- What the task requires -
Among the entries below, take the line with "IPv4 block inversion." and the line with "pub mod models;", and output them and every line between them exactly, with nothing else.

Saved data entries:
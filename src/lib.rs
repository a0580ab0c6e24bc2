//! IPv4 block inversion.
//!
//! Turns a list of CIDR blocks into the minimal list of aligned blocks that
//! covers every address outside them:
//! - [`models`] - address codec and [`CidrBlock`]
//! - [`processing`] - complement, sort, merge and inversion
//! - [`output`] - text and JSON rendering
//!
//! ```
//! use cidr_inverse::{invert_one, CidrBlock};
//! let block: CidrBlock = "0.0.0.0/1".parse().unwrap();
//! assert_eq!(invert_one(&block), vec!["128.0.0.0/1".parse::<CidrBlock>().unwrap()]);
//! ```

pub mod config;
pub mod error;
pub mod input;
pub mod logging;
pub mod models;
pub mod output;
pub mod processing;

use config::Args;
use std::error::Error;

pub use error::CidrError;
pub use models::CidrBlock;
pub use processing::{invert_many, invert_many_with, invert_one, sort_blocks, Merger};

/// Result of a command line run.
#[derive(Debug)]
pub struct Inversion {
    /// Blocks as given on the command line or in the input file.
    pub inputs: Vec<CidrBlock>,
    /// The sorted inverted blocks.
    pub blocks: Vec<CidrBlock>,
}

/// Collect the blocks named by `args` and invert them.
pub fn run(args: &Args) -> Result<Inversion, Box<dyn Error>> {
    let mut inputs = args
        .cidrs
        .iter()
        .map(|s| s.parse::<CidrBlock>())
        .collect::<Result<Vec<_>, _>>()?;
    if let Some(file) = &args.file {
        inputs.extend(input::read_blocks_file(file)?);
    }
    if inputs.is_empty() {
        return Err("CIDR argument is required".into());
    }

    let networks = input::normalize(&inputs, args.strict)?;
    let blocks = match networks.as_slice() {
        [single] => invert_one(single),
        many => invert_many_with(many, args.merger.merger().as_ref()),
    };
    log::info!(
        "Inverted {} blocks into {} blocks",
        inputs.len(),
        blocks.len()
    );
    Ok(Inversion { inputs, blocks })
}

- Task solution -
//! IPv4 block inversion.
//!
//! Turns a list of CIDR blocks into the minimal list of aligned blocks that
//! covers every address outside them:
//! - [`models`] - address codec and [`CidrBlock`]
//! - [`processing`] - complement, sort, merge and inversion
//! - [`output`] - text and JSON rendering
//!
//! ```
//! use cidr_inverse::{invert_one, CidrBlock};
//! let block: CidrBlock = "0.0.0.0/1".parse().unwrap();
//! assert_eq!(invert_one(&block), vec!["128.0.0.0/1".parse::<CidrBlock>().unwrap()]);
//! ```

pub mod config;
pub mod error;
pub mod input;
pub mod logging;
pub mod models;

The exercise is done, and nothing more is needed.